NHKの開票速報によれば与党の議席数が自公で3分の2以上になることが確実の見込みと発表され、与党単独で憲法改正に踏み込める可能性も出てきた。

自民党の安倍晋三首相は自民党本部での記者会見で、「皆様に景気回復を実感してもらいたい」と今後の決意を語った。また、憲法改正については、「憲法改正は自民党の悲願であり、立党以来の目標だ。ただ、憲法改正は衆参両院で3分の2の多数派を形成しないといけない」「国民の理解が重要なので、憲法改正の必要性を訴えていく」と語った。

第二次安倍政権は、特定秘密保護法案の施行や武器輸出三原則の見直し、集団的自衛権行使の限定容認の閣議決定を行うなど、国防強化に努めた。ただ中国や北朝鮮の軍事的脅威を考えると、国防体制はまだ十分であるとは言えず、憲法9条の改正が不可欠だ。

その一方で、今年4月から導入した消費増税8%の影響により、景気は腰折れ。成長戦略に乏しいアベノミクスは今だに活路を見いだせていない。
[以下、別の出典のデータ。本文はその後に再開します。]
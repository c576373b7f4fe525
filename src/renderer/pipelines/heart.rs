// src/renderer/pipelines/heart.rs
use super::base::{multisample, scene_shader, SceneLayouts, DEPTH_FORMAT};
use crate::scene::material::Side;
use crate::scene::MeshVertex;

/// Lit, shadow-receiving pipeline for the opaque heart body.
pub struct HeartPipeline {
    pub pipeline: wgpu::RenderPipeline,
}

impl HeartPipeline {
    pub fn new(
        device: &wgpu::Device,
        layouts: &SceneLayouts,
        color_fmt: wgpu::TextureFormat,
        sample_count: u32,
        side: Side,
    ) -> Self {
        let shader = scene_shader(device, "Heart WGSL", HEART_WGSL);

        let pipeline_layout = device.create_pipeline_layout(&wgpu::PipelineLayoutDescriptor {
            label: Some("Heart PL"),
            bind_group_layouts: &[&layouts.frame, &layouts.object, &layouts.shadow],
            push_constant_ranges: &[],
        });

        let pipeline = device.create_render_pipeline(&wgpu::RenderPipelineDescriptor {
            label: Some("Heart Pipeline"),
            layout: Some(&pipeline_layout),
            vertex: wgpu::VertexState {
                module: &shader,
                entry_point: "vs_main",
                buffers: &[MeshVertex::layout()],
                compilation_options: wgpu::PipelineCompilationOptions::default(),
            },
            fragment: Some(wgpu::FragmentState {
                module: &shader,
                entry_point: "fs_main",
                targets: &[Some(wgpu::ColorTargetState {
                    format: color_fmt,
                    blend: None,
                    write_mask: wgpu::ColorWrites::ALL,
                })],
                compilation_options: wgpu::PipelineCompilationOptions::default(),
            }),
            primitive: wgpu::PrimitiveState {
                topology: wgpu::PrimitiveTopology::TriangleList,
                front_face: wgpu::FrontFace::Ccw,
                cull_mode: Some(side.cull_mode()),
                ..Default::default()
            },
            depth_stencil: Some(wgpu::DepthStencilState {
                format: DEPTH_FORMAT,
                depth_write_enabled: true,
                depth_compare: wgpu::CompareFunction::LessEqual,
                stencil: wgpu::StencilState::default(),
                bias: wgpu::DepthBiasState::default(),
            }),
            multisample: multisample(sample_count),
            multiview: None,
        });

        Self { pipeline }
    }
}

pub const HEART_WGSL: &str = r#"
@group(2) @binding(0) var shadow_map: texture_depth_2d;
@group(2) @binding(1) var shadow_sampler: sampler_comparison;

struct VSIn {
    @location(0) position: vec3<f32>,
    @location(1) normal: vec3<f32>,
};

struct VSOut {
    @builtin(position) clip: vec4<f32>,
    @location(0) world: vec3<f32>,
    @location(1) normal: vec3<f32>,
    @location(2) view_depth: f32,
};

@vertex
fn vs_main(in: VSIn) -> VSOut {
    let world = O.model * vec4<f32>(in.position, 1.0);
    let view_pos = F.view * world;
    var out: VSOut;
    out.clip = F.proj * view_pos;
    out.world = world.xyz;
    // Model is rotation and uniform scale only, so the upper 3x3 keeps normals perpendicular.
    out.normal = (O.model * vec4<f32>(in.normal, 0.0)).xyz;
    out.view_depth = -view_pos.z;
    return out;
}

const PI: f32 = 3.14159265;

fn d_ggx(n_h: f32, alpha: f32) -> f32 {
    let a2 = alpha * alpha;
    let d = n_h * n_h * (a2 - 1.0) + 1.0;
    return a2 / (PI * d * d);
}

fn v_smith(n_v: f32, n_l: f32, alpha: f32) -> f32 {
    let a2 = alpha * alpha;
    let gv = n_l * sqrt(n_v * n_v * (1.0 - a2) + a2);
    let gl = n_v * sqrt(n_l * n_l * (1.0 - a2) + a2);
    return 0.5 / max(gv + gl, 1e-5);
}

fn fresnel(f0: vec3<f32>, v_h: f32) -> vec3<f32> {
    return f0 + (vec3<f32>(1.0) - f0) * pow(1.0 - v_h, 5.0);
}

// Radiance reflected toward `v` from a light of `irradiance` arriving along `l`.
fn brdf(n: vec3<f32>, v: vec3<f32>, l: vec3<f32>, irradiance: vec3<f32>,
        diffuse: vec3<f32>, f0: vec3<f32>, alpha: f32) -> vec3<f32> {
    let n_l = clamp(dot(n, l), 0.0, 1.0);
    if (n_l <= 0.0) {
        return vec3<f32>(0.0);
    }
    let h = normalize(l + v);
    let n_v = clamp(abs(dot(n, v)), 1e-4, 1.0);
    let n_h = clamp(dot(n, h), 0.0, 1.0);
    let v_h = clamp(dot(v, h), 0.0, 1.0);
    let spec = fresnel(f0, v_h) * (v_smith(n_v, n_l, alpha) * d_ggx(n_h, alpha));
    return irradiance * n_l * (diffuse / PI + spec);
}

fn spot_shadow(world: vec3<f32>) -> f32 {
    let lp = F.light_view_proj * vec4<f32>(world, 1.0);
    let ndc = lp.xyz / lp.w;
    let uv = ndc.xy * vec2<f32>(0.5, -0.5) + vec2<f32>(0.5);
    let inside = all(uv >= vec2<f32>(0.0)) && all(uv <= vec2<f32>(1.0)) && ndc.z <= 1.0;
    let texel = 1.0 / F.spot_cone.w;
    var lit = 0.0;
    for (var y = -1; y <= 1; y++) {
        for (var x = -1; x <= 1; x++) {
            let offset = vec2<f32>(f32(x), f32(y)) * texel;
            lit += textureSampleCompareLevel(shadow_map, shadow_sampler, clamp(uv + offset, vec2<f32>(0.0), vec2<f32>(1.0)), ndc.z - F.spot_cone.z);
        }
    }
    return select(1.0, lit / 9.0, inside);
}

@fragment
fn fs_main(in: VSOut) -> @location(0) vec4<f32> {
    let n = normalize(in.normal);
    let v = normalize(F.camera_pos.xyz - in.world);
    let base = O.color.rgb;
    let metalness = O.params.x;
    let alpha = max(O.params.y * O.params.y, 1e-3);
    let diffuse = base * (1.0 - metalness);
    let f0 = mix(vec3<f32>(0.04), base, metalness);

    // Light intensities are in the same units as the scene description; the
    // PI factor cancels the Lambert normalisation.
    var color = F.ambient.rgb * diffuse;

    for (var i = 0; i < 2; i++) {
        let l = normalize(F.point_pos[i].xyz - in.world);
        color += brdf(n, v, l, F.point_color[i].rgb * PI, diffuse, f0, alpha);
    }

    let to_spot = F.spot_pos.xyz - in.world;
    let l = normalize(to_spot);
    let cone = smoothstep(F.spot_cone.x, F.spot_cone.y, dot(-l, F.spot_dir.xyz));
    var shadow = 1.0;
    if (F.spot_pos.w > 0.5) {
        shadow = spot_shadow(in.world);
    }
    color += brdf(n, v, l, F.spot_color.rgb * PI * cone * shadow, diffuse, f0, alpha);

    color += O.emissive.rgb;
    color = apply_fog(tone_map(color), in.view_depth);
    return vec4<f32>(color, 1.0);
}
"#;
今回の解散総選挙は、10月に女性閣僚の辞任で高まった自民党に対する批判の声を沈めるのに絶好の機会だった。閣僚を辞任した小渕優子氏、松島みどり氏、ともに当選し、ある意味、「計算された」選挙だったと言えよう。

しかし、国民の目は甘くない。安倍首相は衆議院解散を表明した記者会見で、消費増税10%を先送りしたことについて、「今回のような景気判断による再延期は行わない。これは明確であります」と2017年に税率を10%に上げることを明言した。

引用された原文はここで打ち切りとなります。